Extract each line of the records below that contains the word "Maximum".

Exercise data below:

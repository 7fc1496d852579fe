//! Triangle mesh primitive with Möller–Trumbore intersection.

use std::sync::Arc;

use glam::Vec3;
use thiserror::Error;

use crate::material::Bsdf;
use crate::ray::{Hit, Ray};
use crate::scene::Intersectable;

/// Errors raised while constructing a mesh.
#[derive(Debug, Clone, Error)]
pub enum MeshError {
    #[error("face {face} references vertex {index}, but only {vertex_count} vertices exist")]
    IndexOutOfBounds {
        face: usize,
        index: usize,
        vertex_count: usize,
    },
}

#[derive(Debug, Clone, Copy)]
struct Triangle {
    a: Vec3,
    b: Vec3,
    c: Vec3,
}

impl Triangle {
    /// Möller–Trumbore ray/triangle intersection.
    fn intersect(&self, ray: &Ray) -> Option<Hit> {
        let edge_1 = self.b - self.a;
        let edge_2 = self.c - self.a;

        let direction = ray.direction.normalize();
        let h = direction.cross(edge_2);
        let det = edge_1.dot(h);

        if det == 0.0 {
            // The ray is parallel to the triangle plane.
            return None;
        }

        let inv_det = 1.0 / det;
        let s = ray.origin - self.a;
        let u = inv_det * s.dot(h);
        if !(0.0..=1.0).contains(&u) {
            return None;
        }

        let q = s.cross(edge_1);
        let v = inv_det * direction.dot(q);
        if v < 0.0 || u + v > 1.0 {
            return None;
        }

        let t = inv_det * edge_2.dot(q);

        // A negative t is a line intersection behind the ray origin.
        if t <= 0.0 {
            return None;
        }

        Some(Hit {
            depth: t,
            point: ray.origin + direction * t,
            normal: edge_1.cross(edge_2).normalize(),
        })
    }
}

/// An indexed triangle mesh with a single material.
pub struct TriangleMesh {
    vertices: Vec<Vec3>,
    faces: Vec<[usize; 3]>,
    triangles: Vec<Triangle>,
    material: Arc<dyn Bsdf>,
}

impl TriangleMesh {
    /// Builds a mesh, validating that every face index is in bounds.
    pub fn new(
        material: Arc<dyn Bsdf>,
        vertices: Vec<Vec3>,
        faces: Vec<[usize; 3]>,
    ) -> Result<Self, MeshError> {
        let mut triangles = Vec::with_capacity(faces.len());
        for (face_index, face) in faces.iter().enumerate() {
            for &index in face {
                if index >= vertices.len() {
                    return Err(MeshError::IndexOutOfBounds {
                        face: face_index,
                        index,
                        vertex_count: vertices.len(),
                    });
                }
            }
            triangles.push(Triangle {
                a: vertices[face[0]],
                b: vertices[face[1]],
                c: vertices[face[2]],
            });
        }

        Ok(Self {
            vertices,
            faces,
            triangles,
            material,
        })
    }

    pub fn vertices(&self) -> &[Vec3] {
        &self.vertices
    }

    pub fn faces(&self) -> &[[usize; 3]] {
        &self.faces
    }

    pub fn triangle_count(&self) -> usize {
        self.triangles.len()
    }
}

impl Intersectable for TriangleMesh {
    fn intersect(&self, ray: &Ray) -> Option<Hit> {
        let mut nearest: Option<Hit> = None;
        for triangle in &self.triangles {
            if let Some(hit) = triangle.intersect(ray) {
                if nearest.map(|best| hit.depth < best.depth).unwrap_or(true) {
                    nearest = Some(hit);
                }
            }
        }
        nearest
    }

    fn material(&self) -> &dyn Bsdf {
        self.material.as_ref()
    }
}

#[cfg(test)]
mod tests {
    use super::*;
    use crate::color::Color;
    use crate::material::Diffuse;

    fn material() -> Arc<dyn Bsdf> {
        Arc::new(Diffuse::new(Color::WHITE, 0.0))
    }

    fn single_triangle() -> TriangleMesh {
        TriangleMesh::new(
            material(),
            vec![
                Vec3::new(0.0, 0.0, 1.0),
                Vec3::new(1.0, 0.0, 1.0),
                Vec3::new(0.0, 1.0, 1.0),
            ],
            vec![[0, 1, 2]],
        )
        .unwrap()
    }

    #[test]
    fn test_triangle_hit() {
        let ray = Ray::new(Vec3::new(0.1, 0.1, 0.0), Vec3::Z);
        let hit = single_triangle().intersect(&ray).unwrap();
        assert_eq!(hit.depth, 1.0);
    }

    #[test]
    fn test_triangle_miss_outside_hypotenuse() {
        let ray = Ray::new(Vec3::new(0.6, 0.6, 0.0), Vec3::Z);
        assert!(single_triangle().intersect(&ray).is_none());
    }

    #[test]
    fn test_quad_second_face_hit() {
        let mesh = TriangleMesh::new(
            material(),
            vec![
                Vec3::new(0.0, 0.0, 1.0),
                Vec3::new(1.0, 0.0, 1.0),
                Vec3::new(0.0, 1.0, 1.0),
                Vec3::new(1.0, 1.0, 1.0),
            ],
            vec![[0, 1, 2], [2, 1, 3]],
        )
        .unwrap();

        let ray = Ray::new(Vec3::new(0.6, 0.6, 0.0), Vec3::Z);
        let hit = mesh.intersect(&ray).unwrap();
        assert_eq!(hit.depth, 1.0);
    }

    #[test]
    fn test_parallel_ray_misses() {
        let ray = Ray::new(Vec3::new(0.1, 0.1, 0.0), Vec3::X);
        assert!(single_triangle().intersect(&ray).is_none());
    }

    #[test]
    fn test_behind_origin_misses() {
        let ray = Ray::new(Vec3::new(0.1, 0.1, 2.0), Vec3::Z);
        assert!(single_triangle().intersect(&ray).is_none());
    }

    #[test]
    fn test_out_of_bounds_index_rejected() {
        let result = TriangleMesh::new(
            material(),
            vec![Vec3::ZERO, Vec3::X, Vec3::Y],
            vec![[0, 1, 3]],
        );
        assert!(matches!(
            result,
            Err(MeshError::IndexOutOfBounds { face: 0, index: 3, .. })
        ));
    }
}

End of Exercise data.
Exercise data below:

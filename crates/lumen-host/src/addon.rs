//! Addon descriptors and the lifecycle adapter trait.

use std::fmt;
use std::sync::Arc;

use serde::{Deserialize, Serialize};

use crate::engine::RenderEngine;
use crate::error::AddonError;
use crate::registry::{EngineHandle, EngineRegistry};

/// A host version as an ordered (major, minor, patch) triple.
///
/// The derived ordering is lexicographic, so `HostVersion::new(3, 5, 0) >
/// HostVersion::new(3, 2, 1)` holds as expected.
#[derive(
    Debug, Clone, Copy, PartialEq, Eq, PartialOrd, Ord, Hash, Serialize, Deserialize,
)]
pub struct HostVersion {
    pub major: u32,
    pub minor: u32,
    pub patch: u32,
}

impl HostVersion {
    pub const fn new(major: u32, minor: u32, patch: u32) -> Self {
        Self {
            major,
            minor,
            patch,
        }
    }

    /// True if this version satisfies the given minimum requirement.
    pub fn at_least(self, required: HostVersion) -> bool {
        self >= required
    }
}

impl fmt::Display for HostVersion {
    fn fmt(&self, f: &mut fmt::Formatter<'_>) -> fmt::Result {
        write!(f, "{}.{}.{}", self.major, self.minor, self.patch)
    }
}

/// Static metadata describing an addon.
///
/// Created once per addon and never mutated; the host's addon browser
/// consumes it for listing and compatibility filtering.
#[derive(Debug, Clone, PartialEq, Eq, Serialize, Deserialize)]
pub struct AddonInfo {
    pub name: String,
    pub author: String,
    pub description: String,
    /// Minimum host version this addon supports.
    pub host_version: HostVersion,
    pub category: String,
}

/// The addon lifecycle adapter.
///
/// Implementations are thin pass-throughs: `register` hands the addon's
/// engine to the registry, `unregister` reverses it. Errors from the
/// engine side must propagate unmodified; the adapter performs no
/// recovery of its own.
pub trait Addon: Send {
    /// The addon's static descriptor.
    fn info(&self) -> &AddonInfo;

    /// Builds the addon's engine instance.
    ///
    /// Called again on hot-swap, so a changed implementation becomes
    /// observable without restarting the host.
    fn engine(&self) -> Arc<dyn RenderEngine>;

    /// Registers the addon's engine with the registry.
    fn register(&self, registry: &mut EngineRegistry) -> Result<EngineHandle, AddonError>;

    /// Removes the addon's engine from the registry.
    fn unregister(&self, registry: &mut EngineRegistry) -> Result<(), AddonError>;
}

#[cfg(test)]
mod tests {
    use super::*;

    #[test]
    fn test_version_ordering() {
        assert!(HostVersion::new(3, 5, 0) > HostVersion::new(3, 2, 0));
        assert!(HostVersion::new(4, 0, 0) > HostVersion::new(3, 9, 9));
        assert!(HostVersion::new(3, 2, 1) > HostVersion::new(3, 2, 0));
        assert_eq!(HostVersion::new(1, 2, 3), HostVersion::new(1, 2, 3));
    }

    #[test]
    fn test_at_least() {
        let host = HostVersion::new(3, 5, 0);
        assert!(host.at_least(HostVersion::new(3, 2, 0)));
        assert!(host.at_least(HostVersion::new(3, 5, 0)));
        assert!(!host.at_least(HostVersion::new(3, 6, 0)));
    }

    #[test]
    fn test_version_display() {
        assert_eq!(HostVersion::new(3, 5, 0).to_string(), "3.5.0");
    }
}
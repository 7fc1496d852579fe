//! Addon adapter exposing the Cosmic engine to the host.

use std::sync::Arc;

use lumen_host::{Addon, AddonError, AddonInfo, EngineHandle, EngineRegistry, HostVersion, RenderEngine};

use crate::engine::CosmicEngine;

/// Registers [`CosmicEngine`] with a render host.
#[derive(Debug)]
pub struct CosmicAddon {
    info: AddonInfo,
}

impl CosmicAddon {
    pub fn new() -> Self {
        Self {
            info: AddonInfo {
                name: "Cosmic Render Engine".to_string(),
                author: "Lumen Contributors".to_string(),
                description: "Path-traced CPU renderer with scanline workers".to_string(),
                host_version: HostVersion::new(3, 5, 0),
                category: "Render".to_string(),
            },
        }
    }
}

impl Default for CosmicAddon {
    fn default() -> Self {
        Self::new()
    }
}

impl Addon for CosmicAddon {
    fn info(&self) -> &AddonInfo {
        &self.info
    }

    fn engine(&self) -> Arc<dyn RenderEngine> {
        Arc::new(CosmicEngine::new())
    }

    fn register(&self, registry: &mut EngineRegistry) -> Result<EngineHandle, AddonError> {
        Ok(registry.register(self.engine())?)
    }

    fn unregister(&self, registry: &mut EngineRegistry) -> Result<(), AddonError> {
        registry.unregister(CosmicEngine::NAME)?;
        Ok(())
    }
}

End of Exercise data.
Exercise data below:

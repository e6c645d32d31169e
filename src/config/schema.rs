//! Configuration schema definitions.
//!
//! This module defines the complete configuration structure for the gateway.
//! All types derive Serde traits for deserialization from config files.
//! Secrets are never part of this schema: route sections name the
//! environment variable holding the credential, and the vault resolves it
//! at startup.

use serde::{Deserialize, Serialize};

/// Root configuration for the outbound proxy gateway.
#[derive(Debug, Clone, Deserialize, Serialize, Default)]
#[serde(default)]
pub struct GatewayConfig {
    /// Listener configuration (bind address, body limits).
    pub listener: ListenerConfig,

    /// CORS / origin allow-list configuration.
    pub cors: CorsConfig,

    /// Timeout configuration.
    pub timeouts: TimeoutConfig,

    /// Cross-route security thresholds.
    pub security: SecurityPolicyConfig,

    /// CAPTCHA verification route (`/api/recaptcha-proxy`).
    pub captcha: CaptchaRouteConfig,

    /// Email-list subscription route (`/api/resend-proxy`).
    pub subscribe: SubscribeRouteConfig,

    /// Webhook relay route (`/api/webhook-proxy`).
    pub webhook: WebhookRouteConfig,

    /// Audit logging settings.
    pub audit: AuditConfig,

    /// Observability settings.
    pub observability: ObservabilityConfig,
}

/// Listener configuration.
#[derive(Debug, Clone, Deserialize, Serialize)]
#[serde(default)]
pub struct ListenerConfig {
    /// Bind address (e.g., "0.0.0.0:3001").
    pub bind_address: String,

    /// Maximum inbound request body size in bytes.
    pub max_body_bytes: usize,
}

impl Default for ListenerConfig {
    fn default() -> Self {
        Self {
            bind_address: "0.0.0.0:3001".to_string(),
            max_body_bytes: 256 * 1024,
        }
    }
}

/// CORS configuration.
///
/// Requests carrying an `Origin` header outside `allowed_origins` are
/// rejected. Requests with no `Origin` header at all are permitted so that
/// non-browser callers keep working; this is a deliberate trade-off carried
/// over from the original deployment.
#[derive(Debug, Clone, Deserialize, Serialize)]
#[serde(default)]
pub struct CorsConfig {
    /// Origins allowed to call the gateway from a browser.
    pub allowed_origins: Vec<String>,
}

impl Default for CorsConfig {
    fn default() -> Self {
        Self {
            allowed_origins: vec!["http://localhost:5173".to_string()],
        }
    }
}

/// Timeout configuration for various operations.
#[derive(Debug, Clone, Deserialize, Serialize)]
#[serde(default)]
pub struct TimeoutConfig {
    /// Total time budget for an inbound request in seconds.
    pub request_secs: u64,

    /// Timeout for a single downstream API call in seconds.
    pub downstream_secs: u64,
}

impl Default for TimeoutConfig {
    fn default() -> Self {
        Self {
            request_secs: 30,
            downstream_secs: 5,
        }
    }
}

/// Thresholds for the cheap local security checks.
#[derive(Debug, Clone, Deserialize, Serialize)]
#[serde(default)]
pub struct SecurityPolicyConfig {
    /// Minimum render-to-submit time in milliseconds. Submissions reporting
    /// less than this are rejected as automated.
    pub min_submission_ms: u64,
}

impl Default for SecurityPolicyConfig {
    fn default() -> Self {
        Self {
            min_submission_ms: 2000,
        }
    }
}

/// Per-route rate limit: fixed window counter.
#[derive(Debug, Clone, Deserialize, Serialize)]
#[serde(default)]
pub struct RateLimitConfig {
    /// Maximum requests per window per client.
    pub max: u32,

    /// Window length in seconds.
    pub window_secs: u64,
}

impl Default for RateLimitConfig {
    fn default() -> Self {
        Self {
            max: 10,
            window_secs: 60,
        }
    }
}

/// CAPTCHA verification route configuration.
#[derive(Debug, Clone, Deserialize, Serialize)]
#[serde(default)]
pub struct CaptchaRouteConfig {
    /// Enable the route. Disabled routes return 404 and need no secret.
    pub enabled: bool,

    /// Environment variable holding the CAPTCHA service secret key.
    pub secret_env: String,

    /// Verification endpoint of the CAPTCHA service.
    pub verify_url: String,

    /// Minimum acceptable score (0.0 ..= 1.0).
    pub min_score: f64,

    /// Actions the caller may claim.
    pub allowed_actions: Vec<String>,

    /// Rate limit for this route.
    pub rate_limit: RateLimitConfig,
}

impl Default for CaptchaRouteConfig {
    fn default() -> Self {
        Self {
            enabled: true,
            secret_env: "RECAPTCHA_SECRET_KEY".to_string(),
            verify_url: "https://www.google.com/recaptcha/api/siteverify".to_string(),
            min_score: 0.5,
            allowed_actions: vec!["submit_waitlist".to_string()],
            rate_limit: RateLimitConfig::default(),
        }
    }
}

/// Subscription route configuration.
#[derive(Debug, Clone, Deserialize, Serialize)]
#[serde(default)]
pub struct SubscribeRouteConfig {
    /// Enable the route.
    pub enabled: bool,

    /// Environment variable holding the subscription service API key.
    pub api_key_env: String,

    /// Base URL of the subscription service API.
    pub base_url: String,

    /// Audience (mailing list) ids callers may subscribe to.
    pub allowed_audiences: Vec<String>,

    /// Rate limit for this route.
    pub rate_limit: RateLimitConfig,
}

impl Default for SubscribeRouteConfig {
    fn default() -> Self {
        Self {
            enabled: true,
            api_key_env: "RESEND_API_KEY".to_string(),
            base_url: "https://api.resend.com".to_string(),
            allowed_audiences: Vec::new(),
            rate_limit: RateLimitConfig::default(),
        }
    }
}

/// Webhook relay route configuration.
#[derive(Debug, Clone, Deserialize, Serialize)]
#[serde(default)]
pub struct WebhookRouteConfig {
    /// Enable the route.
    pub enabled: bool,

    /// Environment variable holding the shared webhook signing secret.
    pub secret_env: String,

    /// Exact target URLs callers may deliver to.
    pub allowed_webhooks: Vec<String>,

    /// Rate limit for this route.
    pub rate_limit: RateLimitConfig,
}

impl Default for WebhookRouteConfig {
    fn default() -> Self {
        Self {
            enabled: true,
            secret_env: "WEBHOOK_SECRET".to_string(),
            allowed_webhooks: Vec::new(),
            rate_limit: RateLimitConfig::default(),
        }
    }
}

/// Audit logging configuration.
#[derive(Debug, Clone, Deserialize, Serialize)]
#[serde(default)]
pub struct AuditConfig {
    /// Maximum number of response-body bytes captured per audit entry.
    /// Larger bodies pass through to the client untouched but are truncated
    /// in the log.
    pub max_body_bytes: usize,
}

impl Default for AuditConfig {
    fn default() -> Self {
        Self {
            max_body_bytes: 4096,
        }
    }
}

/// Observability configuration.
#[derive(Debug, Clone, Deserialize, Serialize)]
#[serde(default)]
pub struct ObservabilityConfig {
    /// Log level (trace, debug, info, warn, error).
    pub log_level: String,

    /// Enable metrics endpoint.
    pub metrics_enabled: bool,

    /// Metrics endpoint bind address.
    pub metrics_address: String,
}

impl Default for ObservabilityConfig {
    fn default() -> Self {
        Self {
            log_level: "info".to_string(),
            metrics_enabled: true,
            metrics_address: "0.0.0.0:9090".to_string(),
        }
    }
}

End of Exercise data.

**Solution to this task**
    /// Maximum inbound request body size in bytes.
    /// Maximum requests per window per client.
    /// Maximum number of response-body bytes captured per audit entry.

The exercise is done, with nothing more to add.